:: Task directions ::
Print the records below once again, exactly as they were given.

:: Supplied material ::

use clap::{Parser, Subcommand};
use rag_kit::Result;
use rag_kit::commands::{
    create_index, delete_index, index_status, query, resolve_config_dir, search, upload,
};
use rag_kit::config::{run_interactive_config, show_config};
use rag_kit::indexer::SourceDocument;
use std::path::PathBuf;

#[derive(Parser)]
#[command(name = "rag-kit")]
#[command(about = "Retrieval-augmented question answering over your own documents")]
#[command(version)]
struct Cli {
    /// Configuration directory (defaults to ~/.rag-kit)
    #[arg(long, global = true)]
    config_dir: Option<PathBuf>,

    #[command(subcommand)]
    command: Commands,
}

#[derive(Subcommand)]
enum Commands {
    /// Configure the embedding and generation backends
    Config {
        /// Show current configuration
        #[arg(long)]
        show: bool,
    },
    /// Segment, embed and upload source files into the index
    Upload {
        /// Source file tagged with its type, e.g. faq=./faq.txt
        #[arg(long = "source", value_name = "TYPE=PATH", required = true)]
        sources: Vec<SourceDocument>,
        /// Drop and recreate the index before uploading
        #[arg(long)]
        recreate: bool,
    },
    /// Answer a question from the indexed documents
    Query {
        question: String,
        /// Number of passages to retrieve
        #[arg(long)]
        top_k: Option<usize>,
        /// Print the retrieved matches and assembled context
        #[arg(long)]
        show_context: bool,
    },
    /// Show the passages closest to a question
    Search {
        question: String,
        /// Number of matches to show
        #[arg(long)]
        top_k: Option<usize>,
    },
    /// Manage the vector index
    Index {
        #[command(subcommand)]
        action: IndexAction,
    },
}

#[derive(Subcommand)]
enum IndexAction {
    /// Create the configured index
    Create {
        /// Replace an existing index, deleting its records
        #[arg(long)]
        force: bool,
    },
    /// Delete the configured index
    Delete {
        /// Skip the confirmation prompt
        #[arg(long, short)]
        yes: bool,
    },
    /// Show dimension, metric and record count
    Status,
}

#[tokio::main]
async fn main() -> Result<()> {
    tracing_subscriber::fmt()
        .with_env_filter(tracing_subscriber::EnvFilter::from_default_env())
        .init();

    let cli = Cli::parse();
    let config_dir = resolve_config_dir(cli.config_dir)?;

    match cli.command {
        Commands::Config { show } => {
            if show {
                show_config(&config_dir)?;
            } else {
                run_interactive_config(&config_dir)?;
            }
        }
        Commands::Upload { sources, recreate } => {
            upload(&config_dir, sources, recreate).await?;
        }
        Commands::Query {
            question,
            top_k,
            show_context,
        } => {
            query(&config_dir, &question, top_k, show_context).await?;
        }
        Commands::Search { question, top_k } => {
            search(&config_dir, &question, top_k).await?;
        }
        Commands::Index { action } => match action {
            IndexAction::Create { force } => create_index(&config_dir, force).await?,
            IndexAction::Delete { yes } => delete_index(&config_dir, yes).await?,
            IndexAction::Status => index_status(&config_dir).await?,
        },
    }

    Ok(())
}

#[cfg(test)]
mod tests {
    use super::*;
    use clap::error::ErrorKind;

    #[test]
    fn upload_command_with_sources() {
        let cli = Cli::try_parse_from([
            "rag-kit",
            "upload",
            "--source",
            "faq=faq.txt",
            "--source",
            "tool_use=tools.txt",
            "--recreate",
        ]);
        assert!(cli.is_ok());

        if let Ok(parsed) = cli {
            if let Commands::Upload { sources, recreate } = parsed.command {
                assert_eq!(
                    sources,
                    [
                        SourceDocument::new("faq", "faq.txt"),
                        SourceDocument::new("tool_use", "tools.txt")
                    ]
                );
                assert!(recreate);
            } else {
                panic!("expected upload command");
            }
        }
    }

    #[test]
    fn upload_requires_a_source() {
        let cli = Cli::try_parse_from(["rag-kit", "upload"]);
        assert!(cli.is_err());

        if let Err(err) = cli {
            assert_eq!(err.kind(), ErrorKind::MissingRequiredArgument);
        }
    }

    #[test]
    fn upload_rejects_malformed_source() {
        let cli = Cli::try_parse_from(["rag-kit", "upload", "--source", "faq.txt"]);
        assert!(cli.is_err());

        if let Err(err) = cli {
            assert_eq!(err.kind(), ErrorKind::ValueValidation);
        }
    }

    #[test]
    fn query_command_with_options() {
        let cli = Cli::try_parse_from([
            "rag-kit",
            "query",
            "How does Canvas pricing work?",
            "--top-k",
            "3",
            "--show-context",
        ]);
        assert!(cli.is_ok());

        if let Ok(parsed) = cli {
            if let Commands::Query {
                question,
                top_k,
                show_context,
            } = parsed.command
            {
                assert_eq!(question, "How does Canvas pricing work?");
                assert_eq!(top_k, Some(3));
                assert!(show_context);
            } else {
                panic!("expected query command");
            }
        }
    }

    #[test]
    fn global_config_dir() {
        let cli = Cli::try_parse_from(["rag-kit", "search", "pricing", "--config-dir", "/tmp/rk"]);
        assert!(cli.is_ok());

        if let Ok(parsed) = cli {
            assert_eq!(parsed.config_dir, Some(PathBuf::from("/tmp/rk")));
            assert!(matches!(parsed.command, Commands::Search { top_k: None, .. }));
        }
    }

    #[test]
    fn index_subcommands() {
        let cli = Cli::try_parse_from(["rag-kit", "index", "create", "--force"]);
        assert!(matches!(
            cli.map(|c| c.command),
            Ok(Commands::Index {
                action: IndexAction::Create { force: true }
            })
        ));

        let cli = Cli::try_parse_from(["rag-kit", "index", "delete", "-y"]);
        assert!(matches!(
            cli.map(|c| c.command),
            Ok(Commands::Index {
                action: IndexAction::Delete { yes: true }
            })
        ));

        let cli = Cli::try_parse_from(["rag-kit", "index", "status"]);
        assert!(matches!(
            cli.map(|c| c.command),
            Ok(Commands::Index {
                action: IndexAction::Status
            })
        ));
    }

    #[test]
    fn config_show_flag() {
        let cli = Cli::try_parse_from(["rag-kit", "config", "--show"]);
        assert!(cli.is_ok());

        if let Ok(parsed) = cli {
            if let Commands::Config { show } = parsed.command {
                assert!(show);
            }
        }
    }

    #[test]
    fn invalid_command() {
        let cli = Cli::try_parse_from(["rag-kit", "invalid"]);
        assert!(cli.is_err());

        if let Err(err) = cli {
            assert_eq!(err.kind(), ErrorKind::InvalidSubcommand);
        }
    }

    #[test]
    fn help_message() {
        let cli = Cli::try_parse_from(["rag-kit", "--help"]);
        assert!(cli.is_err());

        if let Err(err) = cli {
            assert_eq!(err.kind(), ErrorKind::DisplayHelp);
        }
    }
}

:: Worked solution ::
use clap::{Parser, Subcommand};
use rag_kit::Result;
use rag_kit::commands::{
    create_index, delete_index, index_status, query, resolve_config_dir, search, upload,
};
use rag_kit::config::{run_interactive_config, show_config};
use rag_kit::indexer::SourceDocument;
use std::path::PathBuf;

#[derive(Parser)]
#[command(name = "rag-kit")]
#[command(about = "Retrieval-augmented question answering over your own documents")]
#[command(version)]
struct Cli {
    /// Configuration directory (defaults to ~/.rag-kit)
    #[arg(long, global = true)]
    config_dir: Option<PathBuf>,

    #[command(subcommand)]
    command: Commands,
}

#[derive(Subcommand)]
enum Commands {
    /// Configure the embedding and generation backends
    Config {
        /// Show current configuration
        #[arg(long)]
        show: bool,
    },
    /// Segment, embed and upload source files into the index
    Upload {
        /// Source file tagged with its type, e.g. faq=./faq.txt
        #[arg(long = "source", value_name = "TYPE=PATH", required = true)]
        sources: Vec<SourceDocument>,
        /// Drop and recreate the index before uploading
        #[arg(long)]
        recreate: bool,
    },
    /// Answer a question from the indexed documents
    Query {
        question: String,
        /// Number of passages to retrieve
        #[arg(long)]
        top_k: Option<usize>,
        /// Print the retrieved matches and assembled context
        #[arg(long)]
        show_context: bool,
    },
    /// Show the passages closest to a question
    Search {
        question: String,
        /// Number of matches to show
        #[arg(long)]
        top_k: Option<usize>,
    },
    /// Manage the vector index
    Index {
        #[command(subcommand)]
        action: IndexAction,
    },
}

#[derive(Subcommand)]
enum IndexAction {
    /// Create the configured index
    Create {
        /// Replace an existing index, deleting its records
        #[arg(long)]
        force: bool,
    },
    /// Delete the configured index
    Delete {
        /// Skip the confirmation prompt
        #[arg(long, short)]
        yes: bool,
    },
    /// Show dimension, metric and record count
    Status,
}

#[tokio::main]
async fn main() -> Result<()> {
    tracing_subscriber::fmt()
        .with_env_filter(tracing_subscriber::EnvFilter::from_default_env())
        .init();

    let cli = Cli::parse();
    let config_dir = resolve_config_dir(cli.config_dir)?;

    match cli.command {
        Commands::Config { show } => {
            if show {
                show_config(&config_dir)?;
            } else {
                run_interactive_config(&config_dir)?;
            }
        }
        Commands::Upload { sources, recreate } => {
            upload(&config_dir, sources, recreate).await?;
        }
        Commands::Query {
            question,
            top_k,
            show_context,
        } => {
            query(&config_dir, &question, top_k, show_context).await?;
        }
        Commands::Search { question, top_k } => {
            search(&config_dir, &question, top_k).await?;
        }
        Commands::Index { action } => match action {
            IndexAction::Create { force } => create_index(&config_dir, force).await?,
            IndexAction::Delete { yes } => delete_index(&config_dir, yes).await?,
            IndexAction::Status => index_status(&config_dir).await?,
        },
    }

    Ok(())
}

#[cfg(test)]
mod tests {
    use super::*;
    use clap::error::ErrorKind;

    #[test]
    fn upload_command_with_sources() {
        let cli = Cli::try_parse_from([
            "rag-kit",
            "upload",
            "--source",
            "faq=faq.txt",
            "--source",
            "tool_use=tools.txt",
            "--recreate",
        ]);
        assert!(cli.is_ok());

        if let Ok(parsed) = cli {
            if let Commands::Upload { sources, recreate } = parsed.command {
                assert_eq!(
                    sources,
                    [
                        SourceDocument::new("faq", "faq.txt"),
                        SourceDocument::new("tool_use", "tools.txt")
                    ]
                );
                assert!(recreate);
            } else {
                panic!("expected upload command");
            }
        }
    }

    #[test]
    fn upload_requires_a_source() {
        let cli = Cli::try_parse_from(["rag-kit", "upload"]);
        assert!(cli.is_err());

        if let Err(err) = cli {
            assert_eq!(err.kind(), ErrorKind::MissingRequiredArgument);
        }
    }

    #[test]
    fn upload_rejects_malformed_source() {
        let cli = Cli::try_parse_from(["rag-kit", "upload", "--source", "faq.txt"]);
        assert!(cli.is_err());

        if let Err(err) = cli {
            assert_eq!(err.kind(), ErrorKind::ValueValidation);
        }
    }

    #[test]
    fn query_command_with_options() {
        let cli = Cli::try_parse_from([
            "rag-kit",
            "query",
            "How does Canvas pricing work?",
            "--top-k",
            "3",
            "--show-context",
        ]);
        assert!(cli.is_ok());

        if let Ok(parsed) = cli {
            if let Commands::Query {
                question,
                top_k,
                show_context,
            } = parsed.command
            {
                assert_eq!(question, "How does Canvas pricing work?");
                assert_eq!(top_k, Some(3));
                assert!(show_context);
            } else {
                panic!("expected query command");
            }
        }
    }

    #[test]
    fn global_config_dir() {
        let cli = Cli::try_parse_from(["rag-kit", "search", "pricing", "--config-dir", "/tmp/rk"]);
        assert!(cli.is_ok());

        if let Ok(parsed) = cli {
            assert_eq!(parsed.config_dir, Some(PathBuf::from("/tmp/rk")));
            assert!(matches!(parsed.command, Commands::Search { top_k: None, .. }));
        }
    }

    #[test]
    fn index_subcommands() {
        let cli = Cli::try_parse_from(["rag-kit", "index", "create", "--force"]);
        assert!(matches!(
            cli.map(|c| c.command),
            Ok(Commands::Index {
                action: IndexAction::Create { force: true }
            })
        ));

        let cli = Cli::try_parse_from(["rag-kit", "index", "delete", "-y"]);
        assert!(matches!(
            cli.map(|c| c.command),
            Ok(Commands::Index {
                action: IndexAction::Delete { yes: true }
            })
        ));

        let cli = Cli::try_parse_from(["rag-kit", "index", "status"]);
        assert!(matches!(
            cli.map(|c| c.command),
            Ok(Commands::Index {
                action: IndexAction::Status
            })
        ));
    }

    #[test]
    fn config_show_flag() {
        let cli = Cli::try_parse_from(["rag-kit", "config", "--show"]);
        assert!(cli.is_ok());

        if let Ok(parsed) = cli {
            if let Commands::Config { show } = parsed.command {
                assert!(show);
            }
        }
    }

    #[test]
    fn invalid_command() {
        let cli = Cli::try_parse_from(["rag-kit", "invalid"]);
        assert!(cli.is_err());

        if let Err(err) = cli {
            assert_eq!(err.kind(), ErrorKind::InvalidSubcommand);
        }
    }

    #[test]
    fn help_message() {
        let cli = Cli::try_parse_from(["rag-kit", "--help"]);
        assert!(cli.is_err());

        if let Err(err) = cli {
            assert_eq!(err.kind(), ErrorKind::DisplayHelp);
        }
    }
}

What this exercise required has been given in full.